Your objective - Scan the entries that follow and work out how many lines contain "normalize". Give the number and nothing else.

Dataset content -
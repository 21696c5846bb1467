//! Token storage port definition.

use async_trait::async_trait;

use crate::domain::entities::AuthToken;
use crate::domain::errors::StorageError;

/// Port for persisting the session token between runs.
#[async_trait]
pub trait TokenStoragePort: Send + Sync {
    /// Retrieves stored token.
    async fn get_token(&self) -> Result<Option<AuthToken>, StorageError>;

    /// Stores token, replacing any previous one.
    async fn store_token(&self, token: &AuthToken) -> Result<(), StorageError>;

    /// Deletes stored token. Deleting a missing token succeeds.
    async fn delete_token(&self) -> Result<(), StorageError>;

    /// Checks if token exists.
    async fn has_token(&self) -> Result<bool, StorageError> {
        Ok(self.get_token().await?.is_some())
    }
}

...

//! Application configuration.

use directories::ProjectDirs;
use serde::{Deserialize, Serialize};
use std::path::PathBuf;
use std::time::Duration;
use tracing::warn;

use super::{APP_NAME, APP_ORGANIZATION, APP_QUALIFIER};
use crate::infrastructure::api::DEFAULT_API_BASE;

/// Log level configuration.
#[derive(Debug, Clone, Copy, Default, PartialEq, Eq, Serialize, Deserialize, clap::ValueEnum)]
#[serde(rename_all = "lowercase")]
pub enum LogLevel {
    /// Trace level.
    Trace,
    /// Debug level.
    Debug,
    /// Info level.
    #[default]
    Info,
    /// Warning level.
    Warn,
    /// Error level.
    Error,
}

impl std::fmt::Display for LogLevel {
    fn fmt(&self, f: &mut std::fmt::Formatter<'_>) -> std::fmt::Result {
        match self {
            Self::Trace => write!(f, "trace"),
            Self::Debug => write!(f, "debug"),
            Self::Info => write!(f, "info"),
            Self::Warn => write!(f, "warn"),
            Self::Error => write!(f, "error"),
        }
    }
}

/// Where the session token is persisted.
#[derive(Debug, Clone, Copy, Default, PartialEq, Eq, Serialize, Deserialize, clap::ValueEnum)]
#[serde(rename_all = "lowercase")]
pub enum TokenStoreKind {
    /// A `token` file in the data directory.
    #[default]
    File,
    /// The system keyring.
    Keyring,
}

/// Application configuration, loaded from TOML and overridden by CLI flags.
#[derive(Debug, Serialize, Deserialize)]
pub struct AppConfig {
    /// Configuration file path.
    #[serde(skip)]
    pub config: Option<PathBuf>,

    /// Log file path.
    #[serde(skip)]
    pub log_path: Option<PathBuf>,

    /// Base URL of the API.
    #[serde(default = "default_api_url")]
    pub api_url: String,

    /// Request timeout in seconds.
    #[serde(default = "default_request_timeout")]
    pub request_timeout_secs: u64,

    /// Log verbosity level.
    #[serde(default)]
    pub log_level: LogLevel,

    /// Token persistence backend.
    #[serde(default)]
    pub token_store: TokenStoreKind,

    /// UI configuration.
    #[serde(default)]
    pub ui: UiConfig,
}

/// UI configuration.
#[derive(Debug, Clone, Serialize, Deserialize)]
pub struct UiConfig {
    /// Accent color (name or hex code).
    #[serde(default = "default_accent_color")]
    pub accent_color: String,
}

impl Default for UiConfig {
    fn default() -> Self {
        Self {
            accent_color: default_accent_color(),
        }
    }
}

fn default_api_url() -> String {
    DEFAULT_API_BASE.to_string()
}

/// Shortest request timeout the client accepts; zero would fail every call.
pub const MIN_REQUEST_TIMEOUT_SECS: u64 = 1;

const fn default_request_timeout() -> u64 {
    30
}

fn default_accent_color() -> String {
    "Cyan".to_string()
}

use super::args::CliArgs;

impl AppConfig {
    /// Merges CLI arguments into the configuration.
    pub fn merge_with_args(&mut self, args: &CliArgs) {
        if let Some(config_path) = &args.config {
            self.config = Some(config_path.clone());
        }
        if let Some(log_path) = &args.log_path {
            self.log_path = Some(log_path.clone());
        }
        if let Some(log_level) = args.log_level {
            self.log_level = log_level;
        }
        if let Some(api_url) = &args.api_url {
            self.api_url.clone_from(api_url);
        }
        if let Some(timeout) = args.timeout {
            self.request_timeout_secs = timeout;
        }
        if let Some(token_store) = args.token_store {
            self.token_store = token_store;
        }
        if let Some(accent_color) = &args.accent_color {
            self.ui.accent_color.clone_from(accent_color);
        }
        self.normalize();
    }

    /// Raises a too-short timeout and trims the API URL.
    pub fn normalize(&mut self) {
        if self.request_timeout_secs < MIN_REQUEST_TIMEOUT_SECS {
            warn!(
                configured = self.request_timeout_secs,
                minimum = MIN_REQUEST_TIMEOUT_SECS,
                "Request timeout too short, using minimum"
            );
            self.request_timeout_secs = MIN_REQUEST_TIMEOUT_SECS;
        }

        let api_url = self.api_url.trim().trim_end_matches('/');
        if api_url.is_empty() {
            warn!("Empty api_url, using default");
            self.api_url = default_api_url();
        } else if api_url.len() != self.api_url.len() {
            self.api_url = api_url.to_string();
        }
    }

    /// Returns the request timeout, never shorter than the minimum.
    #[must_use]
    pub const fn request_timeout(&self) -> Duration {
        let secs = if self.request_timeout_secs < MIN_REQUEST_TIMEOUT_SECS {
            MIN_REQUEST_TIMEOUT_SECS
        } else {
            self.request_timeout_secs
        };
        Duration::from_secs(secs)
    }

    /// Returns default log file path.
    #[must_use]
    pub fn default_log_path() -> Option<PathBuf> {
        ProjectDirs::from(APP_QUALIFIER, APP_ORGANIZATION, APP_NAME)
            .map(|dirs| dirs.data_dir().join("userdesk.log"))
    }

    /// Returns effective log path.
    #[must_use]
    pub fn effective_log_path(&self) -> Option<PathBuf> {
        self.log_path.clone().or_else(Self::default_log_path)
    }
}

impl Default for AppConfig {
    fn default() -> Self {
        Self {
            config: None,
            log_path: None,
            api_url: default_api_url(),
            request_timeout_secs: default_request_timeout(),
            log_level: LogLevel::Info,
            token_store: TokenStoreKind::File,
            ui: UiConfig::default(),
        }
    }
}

Answer space - 2